形は筒、椀、箱、皿状で、上面または側面が大きく開口している。床や机との接触を避ける目的で、ほとんどのものが脚を備えている。穴の空いた蓋(火屋)を備えたものも存在するが、香道で用いる聞香炉(ききこうろ)は、蓋を持たない。数える単位は、蓋のある容器を数える合(ごう)、もしくは据えて使うものを数える基(き)である。
火を使用する関係上、材質には不燃性、耐熱性が求められる。そのため、陶磁器や金属、石などで作られていることが多い。
炭火を用いる場合、香炉自体に直接触れさせずに納めておくために灰を使用することが多い。炭や香料が燃焼した結果としても灰が、そして燃え残りが生じる。香料が粉末や細片である場合、焚く際に一定の形に留めておくことが必要になる場合もある(香時計など)。香炉とは、これらを納める容器でもある。
ただ、香を焚くという行為自体が趣味性、または宗教性の高いものであり、楽しみに用いる場合は個人の嗜好を反映して、芸事や宗教儀式のための香炉には美術的価値の高いものが多数作られている。美術品や骨董として高額で取引される香炉や、文化財に指定されている香炉もある[2]。
香炉で用いる熱源には、以下のようなものがある。
中国では紀元前3世紀頃の戦国時代には青銅製の香炉が存在し、この頃には香気で空間を満たしたり、衣服に薫香を焚き込めたりする文化があった[4]。
漢代には山岳をかたどった「博山炉」と呼ばれる香炉が流行し、これで香を焚くと仙山に霊雲がたなびくように見え、香炉を視覚的にも楽しんでいた[4]。同様のものとして龍をかたどった香炉があり、香を焚いたときに生じる香煙によって、雲気を伴なう龍が表現されている[4]。

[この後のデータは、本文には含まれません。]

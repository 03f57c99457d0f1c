//! Domain Layer
//!
//! Contains all domain entities and core workflow rules.
//! This layer has NO external dependencies (except serde/chrono for data types).

mod entity;
mod pending;
mod delivery;

pub use entity::{Entity, DomainError, DomainResult};
pub use pending::{
    list_pending, NewPendingItem, PendingAction, PendingItem, PendingStatus, Priority, StatusFilter,
    DEFAULT_LOCATION, DEFAULT_RESPONSIBLE,
};
pub use delivery::{
    parse_quantity, DeliveryItem, DeliveryStatus, NewDelivery, Receipt, ReceiptOutcome,
};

日本では、一本の香木の香りを鑑賞する「聞香」の方法が鎌倉時代に確立された[5]。室町時代の東山文化では茶の湯や生け花とともに香も寄合文化の一つとして発展した[5]。
聞香に用いる香炉を聞香炉という[5]。聞香の作法では左手に乗せた聞香炉に右手を被せるようにして行う[5]。
香道の香席に熾した炭を持って行くのに用いる容器を「火取り香炉」と呼ぶ。火屋をかぶせた香炉に似るが、これで香を焚くことはない。

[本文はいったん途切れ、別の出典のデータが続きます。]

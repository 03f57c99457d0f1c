//! Commands Layer
//!
//! Handlers that bridge UI events to the workflow engines. Each one applies a
//! single user action to the [`AppState`](crate::AppState) and mirrors the
//! changed collection to storage.

mod pending_cmd;
mod delivery_cmd;
mod suggest_cmd;

pub use pending_cmd::*;
pub use delivery_cmd::*;
pub use suggest_cmd::*;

仏具の香炉は、木炭や火種を入れて香を焚いたり、点した線香を立てたりするための道具である[6]。燭を供えるための燭台(灯明)、華を供えるための華瓶(花瓶、花立て)とともに三具足の一つとされる[4](燭台と華瓶を一つずつ増やすと五具足となる)。点した線香を立てるための道具であるが炉の形状を持たない容器は香立てという。

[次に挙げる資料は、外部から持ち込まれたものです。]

//! Image Suggestion
//!
//! Turns a site photo into a suggested issue title, description and priority.
//! The analyzer sits behind [`ImageAnalyzer`]; [`SuggestionRequest`] tracks the
//! one outstanding request a form may have.

mod gemini;

use async_trait::async_trait;
use serde::{Deserialize, Serialize};

use crate::domain::Priority;

pub use gemini::GeminiClient;

/// Instruction sent along with every image
pub const ANALYSIS_PROMPT: &str = "Analyze this image from a construction site. \
Identify the potential defect or task. Provide a short title, a detailed description \
of the issue, and suggest a priority level.";

/// Suggested titles are cut to this many characters
pub const MAX_TITLE_CHARS: usize = 50;

/// Structured answer from the analyzer
#[derive(Debug, Clone, PartialEq, Eq, Serialize, Deserialize)]
pub struct Suggestion {
    pub title: String,
    pub description: String,
    pub priority: Priority,
}

#[derive(Debug, Clone, PartialEq, Eq, thiserror::Error)]
pub enum SuggestError {
    #[error("Image analysis not configured: {0}")]
    NotConfigured(String),
    #[error("Network error: {0}")]
    Transport(String),
    #[error("API error {status}: {body}")]
    Api { status: u16, body: String },
    #[error("Image analysis returned no answer")]
    EmptyResponse,
    #[error("Malformed suggestion: {0}")]
    Malformed(String),
}

impl SuggestError {
    /// One-shot message shown to the user; the form is left untouched
    pub fn user_message(&self) -> &'static str {
        match self {
            SuggestError::NotConfigured(_) => "Image analysis is not available on this device.",
            _ => "Could not analyze the image. Check your connection and try again.",
        }
    }
}

/// Client for the external image-understanding service
#[async_trait]
pub trait ImageAnalyzer: Send + Sync {
    /// Analyze one encoded image (raw base64 or a `data:` URL)
    async fn analyze(&self, image: &str) -> Result<Suggestion, SuggestError>;
}

#[derive(Deserialize)]
struct RawSuggestion {
    title: String,
    description: String,
    priority: String,
}

/// Parse the JSON document the service answers with
pub fn parse_suggestion(text: &str) -> Result<Suggestion, SuggestError> {
    let raw: RawSuggestion =
        serde_json::from_str(text.trim()).map_err(|e| SuggestError::Malformed(e.to_string()))?;

    let priority = Priority::parse(&raw.priority)
        .ok_or_else(|| SuggestError::Malformed(format!("unknown priority {:?}", raw.priority)))?;
    let title: String = raw.title.trim().chars().take(MAX_TITLE_CHARS).collect();
    let title = title.trim_end().to_string();
    if title.is_empty() {
        return Err(SuggestError::Malformed("empty title".to_string()));
    }

    Ok(Suggestion {
        title,
        description: raw.description.trim().to_string(),
        priority,
    })
}

/// Base64 payload of an image, without any `data:...;base64,` prefix
pub fn strip_data_url(image: &str) -> &str {
    match image.split_once(',') {
        Some((_, payload)) if !payload.is_empty() => payload,
        _ => image,
    }
}

/// Handle for one outstanding request
#[derive(Debug, Clone, PartialEq, Eq)]
pub struct SuggestionTicket {
    id: u64,
    pub image: String,
}

/// Lifecycle of the suggestion request attached to a form
#[derive(Debug, Clone, Default, PartialEq, Eq)]
pub enum SuggestionState {
    #[default]
    Idle,
    InFlight,
    Settled(Result<Suggestion, SuggestError>),
}

#[derive(Debug, Clone, Default)]
pub struct SuggestionRequest {
    state: SuggestionState,
    current: Option<u64>,
    next_ticket: u64,
}

impl SuggestionRequest {
    pub fn new() -> Self {
        Self::default()
    }

    pub fn state(&self) -> &SuggestionState {
        &self.state
    }

    /// While true the "analyze" action must stay disabled
    pub fn is_in_flight(&self) -> bool {
        self.state == SuggestionState::InFlight
    }

    /// Start a request for `image`; `None` if one is already in flight
    pub fn begin(&mut self, image: &str) -> Option<SuggestionTicket> {
        if self.is_in_flight() {
            return None;
        }
        self.next_ticket += 1;
        self.current = Some(self.next_ticket);
        self.state = SuggestionState::InFlight;
        Some(SuggestionTicket {
            id: self.next_ticket,
            image: image.to_string(),
        })
    }

    /// Record the outcome of `ticket`.
    ///
    /// Returns false and drops the outcome when the ticket is no longer the
    /// outstanding one (the form was reset or discarded meanwhile).
    pub fn settle(
        &mut self,
        ticket: &SuggestionTicket,
        outcome: Result<Suggestion, SuggestError>,
    ) -> bool {
        if self.current != Some(ticket.id) {
            return false;
        }
        self.current = None;
        self.state = SuggestionState::Settled(outcome);
        true
    }

    /// Forget any outstanding request; its result will be discarded
    pub fn abandon(&mut self) {
        self.current = None;
        self.state = SuggestionState::Idle;
    }

    /// Take a settled outcome for display, returning to idle
    pub fn acknowledge(&mut self) -> Option<Result<Suggestion, SuggestError>> {
        match std::mem::take(&mut self.state) {
            SuggestionState::Settled(outcome) => Some(outcome),
            other => {
                self.state = other;
                None
            }
        }
    }
}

法華経などの仏典には、焼香、抹香、塗香など様々な香が記されているように、仏教では香は身・口・意を清め、空間を荘厳にし、立ちのぼる香煙は誓願を届けるものと考えられている[4][5]。先述のように仏具の香炉は香を供えるためのもので、燭を供えるための燭台、華を供えるための華瓶とともに三具足の一つとされる[4]。
仏前に備える常置の香炉に火舎香炉がある[4]。また、仏前(または葬儀)での焼香には、漆器(またはその模造品としてプラスチック)の外枠に焼香用の香と香炉を備えた長方形の角香炉(かくこうろ)が用いられることもある。また、持ち運べるように柄(え)のついた柄香炉(えごうろ)もある[4][6]。柄香炉は主に「鵲尾形」「獅子鎮」「瓶鎮」「蓮華形」の4種類に分けられる[7]。大寺院の入り口にある一般参拝者が線香を挙げる香炉は、しばしば大香炉と呼ばれる。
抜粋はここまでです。